Yes, it's a wonderful life-both of them. Am curious about how others like me feel and how you cope. Thanks in advance.
I am also very anxious of situations I can't control. I deal with bad thoughts in my head that people hate me everywhere I go, and I get angry inside also but I have nothing against anyone.
First I acknowlegde the feelings and thoughts that they are real and I am having them. the trick is not to deny them or beat yourself up for having them. Then with all your strenght and will tell yourself you are not going to listen to the bad thoughts/feelings and do the things you really wanted to do, like spending time with your grandson.
It was hard for me, I have to stop and catch myself almost every few minutes at times because my mind is going haywire with thoughts, bad thoughts about myself or others. I am still dealing with this bad thought process of mine but it is getting better. Now if somethig upsets me in the begining of the day I am not consumed by horrible thoughts for the rest of the day, just maybe for an hour or less.
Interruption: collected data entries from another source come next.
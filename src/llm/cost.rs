//! Cost attribution and budget enforcement for remote model calls.
//!
//! Every transport attempt is recorded, including failed and retried ones
//! that still reported token usage. Amounts are tracked internally in
//! micro-dollars so that small prompts do not round down to zero.
//!
//! Only the most recent calls are kept as individual records; the period
//! totals are counters and stay exact however many calls are made.

use chrono::{DateTime, Datelike, Utc};
use serde::{Deserialize, Serialize};
use std::collections::{HashMap, VecDeque};
use std::sync::atomic::{AtomicU64, Ordering};
use std::sync::RwLock;

use crate::llm::Usage;

const MICROS_PER_DOLLAR: f64 = 1_000_000.0;

/// Individual usage records kept by default.
pub const DEFAULT_HISTORY_LIMIT: usize = 1000;

/// Price of a model per one million tokens, in dollars.
#[derive(Debug, Clone, Copy, PartialEq, Serialize, Deserialize)]
pub struct ModelPricing {
    pub input_per_1m: f64,
    pub output_per_1m: f64,
}

impl Default for ModelPricing {
    fn default() -> Self {
        Self {
            input_per_1m: 2.0,
            output_per_1m: 8.0,
        }
    }
}

impl ModelPricing {
    pub fn new(input_per_1m: f64, output_per_1m: f64) -> Self {
        Self {
            input_per_1m,
            output_per_1m,
        }
    }

    /// Cost of one call in micro-dollars.
    pub fn cost_micros(&self, usage: &Usage) -> u64 {
        // tokens / 1M * $/1M * 1M micro-dollars per dollar == tokens * $/1M
        let input = usage.prompt_tokens as f64 * self.input_per_1m;
        let output = usage.completion_tokens as f64 * self.output_per_1m;
        (input + output).round().max(0.0) as u64
    }
}

/// One attributed remote call.
#[derive(Debug, Clone, Serialize)]
pub struct UsageRecord {
    pub timestamp: DateTime<Utc>,
    pub model: String,
    pub input_tokens: u32,
    pub output_tokens: u32,
    pub cost_micros: u64,
    pub task_id: Option<String>,
}

/// Summary of spending against the configured budgets, in dollars.
#[derive(Debug, Clone, Serialize)]
pub struct CostReport {
    pub daily_spent: f64,
    pub daily_remaining: f64,
    pub monthly_spent: f64,
    pub monthly_remaining: f64,
    pub by_model: HashMap<String, f64>,
    /// Calls recorded this month.
    pub calls: u64,
    /// Tokens recorded this month.
    pub total_tokens: u64,
}

/// Thread-safe spending tracker with daily and monthly budgets.
pub struct CostTracker {
    daily_budget_micros: u64,
    monthly_budget_micros: u64,
    spent_today_micros: AtomicU64,
    spent_month_micros: AtomicU64,
    calls_month: AtomicU64,
    tokens_month: AtomicU64,
    cost_by_model: RwLock<HashMap<String, u64>>,
    usage_history: RwLock<VecDeque<UsageRecord>>,
    history_limit: usize,
    /// (ordinal day, month) the counters belong to.
    period: RwLock<(u32, u32)>,
}

impl CostTracker {
    /// Creates a tracker with budgets in dollars.
    pub fn new(daily_budget: f64, monthly_budget: f64) -> Self {
        let now = Utc::now();
        Self {
            daily_budget_micros: dollars_to_micros(daily_budget),
            monthly_budget_micros: dollars_to_micros(monthly_budget),
            spent_today_micros: AtomicU64::new(0),
            spent_month_micros: AtomicU64::new(0),
            calls_month: AtomicU64::new(0),
            tokens_month: AtomicU64::new(0),
            cost_by_model: RwLock::new(HashMap::new()),
            usage_history: RwLock::new(VecDeque::new()),
            history_limit: DEFAULT_HISTORY_LIMIT,
            period: RwLock::new((now.ordinal(), now.month())),
        }
    }

    /// A tracker whose budgets can never be exhausted.
    pub fn unlimited() -> Self {
        Self::new(f64::MAX / MICROS_PER_DOLLAR, f64::MAX / MICROS_PER_DOLLAR)
    }

    /// Keeps at most `limit` individual records; older ones are evicted.
    pub fn with_history_limit(mut self, limit: usize) -> Self {
        self.history_limit = limit;
        self
    }

    /// Attributes one remote call and returns its cost in micro-dollars.
    pub fn record(
        &self,
        model: &str,
        usage: &Usage,
        pricing: &ModelPricing,
        task_id: Option<&str>,
    ) -> u64 {
        self.maybe_reset_counters();

        let cost_micros = pricing.cost_micros(usage);
        self.spent_today_micros.fetch_add(cost_micros, Ordering::SeqCst);
        self.spent_month_micros.fetch_add(cost_micros, Ordering::SeqCst);
        self.calls_month.fetch_add(1, Ordering::SeqCst);
        self.tokens_month.fetch_add(
            u64::from(usage.prompt_tokens) + u64::from(usage.completion_tokens),
            Ordering::SeqCst,
        );

        {
            let mut cost_by_model = self
                .cost_by_model
                .write()
                .expect("cost_by_model lock poisoned");
            *cost_by_model.entry(model.to_string()).or_insert(0) += cost_micros;
        }

        if self.history_limit > 0 {
            let mut history = self
                .usage_history
                .write()
                .expect("usage_history lock poisoned");
            while history.len() >= self.history_limit {
                history.pop_front();
            }
            history.push_back(UsageRecord {
                timestamp: Utc::now(),
                model: model.to_string(),
                input_tokens: usage.prompt_tokens,
                output_tokens: usage.completion_tokens,
                cost_micros,
                task_id: task_id.map(str::to_string),
            });
        }

        tracing::debug!(
            model = model,
            input_tokens = usage.prompt_tokens,
            output_tokens = usage.completion_tokens,
            cost_cents = micros_to_dollars(cost_micros) * 100.0,
            task_id = task_id.unwrap_or("-"),
            "Recorded LLM usage"
        );
        cost_micros
    }

    /// True when either the daily or the monthly budget is used up.
    pub fn is_over_budget(&self) -> bool {
        self.maybe_reset_counters();
        self.spent_today_micros.load(Ordering::SeqCst) >= self.daily_budget_micros
            || self.spent_month_micros.load(Ordering::SeqCst) >= self.monthly_budget_micros
    }

    pub fn daily_spent(&self) -> f64 {
        self.maybe_reset_counters();
        micros_to_dollars(self.spent_today_micros.load(Ordering::SeqCst))
    }

    pub fn monthly_spent(&self) -> f64 {
        self.maybe_reset_counters();
        micros_to_dollars(self.spent_month_micros.load(Ordering::SeqCst))
    }

    pub fn daily_budget(&self) -> f64 {
        micros_to_dollars(self.daily_budget_micros)
    }

    pub fn monthly_budget(&self) -> f64 {
        micros_to_dollars(self.monthly_budget_micros)
    }

    pub fn get_cost_report(&self) -> CostReport {
        self.maybe_reset_counters();

        let daily = self.spent_today_micros.load(Ordering::SeqCst);
        let monthly = self.spent_month_micros.load(Ordering::SeqCst);
        let by_model = self
            .cost_by_model
            .read()
            .expect("cost_by_model lock poisoned")
            .iter()
            .map(|(model, &micros)| (model.clone(), micros_to_dollars(micros)))
            .collect();
        CostReport {
            daily_spent: micros_to_dollars(daily),
            daily_remaining: micros_to_dollars(self.daily_budget_micros.saturating_sub(daily)),
            monthly_spent: micros_to_dollars(monthly),
            monthly_remaining: micros_to_dollars(
                self.monthly_budget_micros.saturating_sub(monthly),
            ),
            by_model,
            calls: self.calls_month.load(Ordering::SeqCst),
            total_tokens: self.tokens_month.load(Ordering::SeqCst),
        }
    }

    /// Most recent records, oldest first.
    pub fn usage_history(&self) -> Vec<UsageRecord> {
        self.usage_history
            .read()
            .expect("usage_history lock poisoned")
            .iter()
            .cloned()
            .collect()
    }

    /// Retained records attributed to one task.
    pub fn usage_for_task(&self, task_id: &str) -> Vec<UsageRecord> {
        self.usage_history
            .read()
            .expect("usage_history lock poisoned")
            .iter()
            .filter(|r| r.task_id.as_deref() == Some(task_id))
            .cloned()
            .collect()
    }

    fn maybe_reset_counters(&self) {
        let now = Utc::now();
        let current = (now.ordinal(), now.month());
        let mut period = self.period.write().expect("period lock poisoned");
        if period.0 != current.0 {
            self.spent_today_micros.store(0, Ordering::SeqCst);
            tracing::info!("Daily cost counter reset");
        }
        if period.1 != current.1 {
            self.spent_month_micros.store(0, Ordering::SeqCst);
            self.calls_month.store(0, Ordering::SeqCst);
            self.tokens_month.store(0, Ordering::SeqCst);
            self.usage_history
                .write()
                .expect("usage_history lock poisoned")
                .clear();
            self.cost_by_model
                .write()
                .expect("cost_by_model lock poisoned")
                .clear();
            tracing::info!("Monthly cost counter reset");
        }
        *period = current;
    }
}

fn dollars_to_micros(dollars: f64) -> u64 {
    (dollars * MICROS_PER_DOLLAR).round().max(0.0) as u64
}

fn micros_to_dollars(micros: u64) -> f64 {
    micros as f64 / MICROS_PER_DOLLAR
}
//! Schema registry: the structural contract each task kind's output must meet.
//!
//! Schemas are declared in YAML (the built-in set is embedded in the binary),
//! checked once at load and read-only afterwards.

mod registry;
mod types;

pub use registry::SchemaRegistry;
pub use types::{
    AdditionalFields, Constraints, FieldSpec, FieldType, InputSpec, Schema, SchemaRef, TaskKind,
};
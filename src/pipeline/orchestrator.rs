//! Top-level driver: prompt builder → model client → validator → store.
//!
//! A run moves through
//!
//! ```text
//! BUILDING -> CALLING -> VALIDATING -> {STORING -> DONE} | RETRY_DECISION -> {CALLING | FAILED}
//! ```
//!
//! Only this module turns component failures into retry decisions. Transport
//! retries happen inside the model client; validation retries happen here,
//! with a cooler temperature and the previous violations fed back into the
//! prompt. Both share one ceiling on remote calls per run.

use std::collections::BTreeMap;
use std::sync::Arc;
use std::time::{Duration, Instant};

use tokio::sync::Semaphore;
use tokio_util::sync::CancellationToken;

use super::config::{ConfigError, PipelineConfig};
use super::result::{
    AttemptPhase, AttemptRecord, ErrorKind, FailureCause, PipelineFailure, PipelineResult,
};
use super::task::TaskSpec;
use crate::error::FieldViolation;
use crate::llm::{CostTracker, InvokeError, InvokeOptions, LlmProvider, ModelClient};
use crate::metrics::MetricsCollector;
use crate::prompts::{PromptBuilder, PromptPayload};
use crate::schema::SchemaRegistry;
use crate::storage::{ArtifactStore, Provenance, TokenUsage};
use crate::validation::ArtifactValidator;

/// Statistics about pipeline execution.
#[derive(Debug, Clone, Default)]
pub struct PipelineStats {
    /// Total number of runs that reached a terminal result.
    pub total_executed: u64,
    pub successful: u64,
    pub failed: u64,
    /// Failures keyed by `ErrorKind::as_str()`.
    pub failures_by_kind: BTreeMap<String, u64>,
    /// Pipeline attempts across all runs.
    pub total_attempts: u64,
    pub average_duration: Duration,
    /// Dollars attributed this month by the cost tracker.
    pub total_cost: f64,
}
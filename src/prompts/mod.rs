//! Prompt construction for each task kind.
//!
//! - [`content`] holds the per-kind system prompts and user templates
//! - [`builder`] resolves task inputs, renders the template and appends the
//!   schema's output contract
//!
//! ```no_run
//! use std::sync::Arc;
//! use content_forge::pipeline::TaskSpec;
//! use content_forge::prompts::PromptBuilder;
//! use content_forge::schema::{SchemaRegistry, TaskKind};
//!
//! let registry = Arc::new(SchemaRegistry::builtin().expect("builtin schemas"));
//! let builder = PromptBuilder::new(registry);
//! let task = TaskSpec::new(TaskKind::BackgroundDiscovery).with_input("topic", "Tidal energy");
//! let payload = builder.build(&task).expect("valid task");
//! println!("{}", payload.user);
//! ```

pub mod builder;
pub mod content;

pub use builder::{PromptBuilder, PromptPayload};
pub use content::{template_for, PromptTemplate};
It takes time to change the thought process to finally enjoy life and get out there! hang on, you can do it, don't give up!
My father had schizoid personality and frankly I don't know how he dealt with it. After his divorce with my mother he did nothing outside of work and I just wonder how he was able to work to the age of 62. He was a good hearted person usually. I tried to change him though and that frustrated him a lot. My brother used to get on me all the time by telling me to leave him alone because he was living the way he wanted to.
It was truely a sickness, though. Im schizoafective and can recall some psychosis in his behavior a couple of times. Not that it was psychotic, but he hated work. Coming home was like a sanctuary to him. I had to live with him at certain times over my life because of my illness and his behavior could be inapproiate towards me to try and make me leave the house. I pressured him because of who he was. I wish I could go back and change that now that I have more insight (thanks to your letter). But he could be cruel to me even when I was a little kid. He was a strange brew....what can I say.
Not offended at all. Iget days when i'm not sure who I really am. As for your dad I'm sure deep down he cared for you very much, but people with this condition have a hard time with our emotions. I can care about people and not want to be around them at the same time. Strange brew indeed.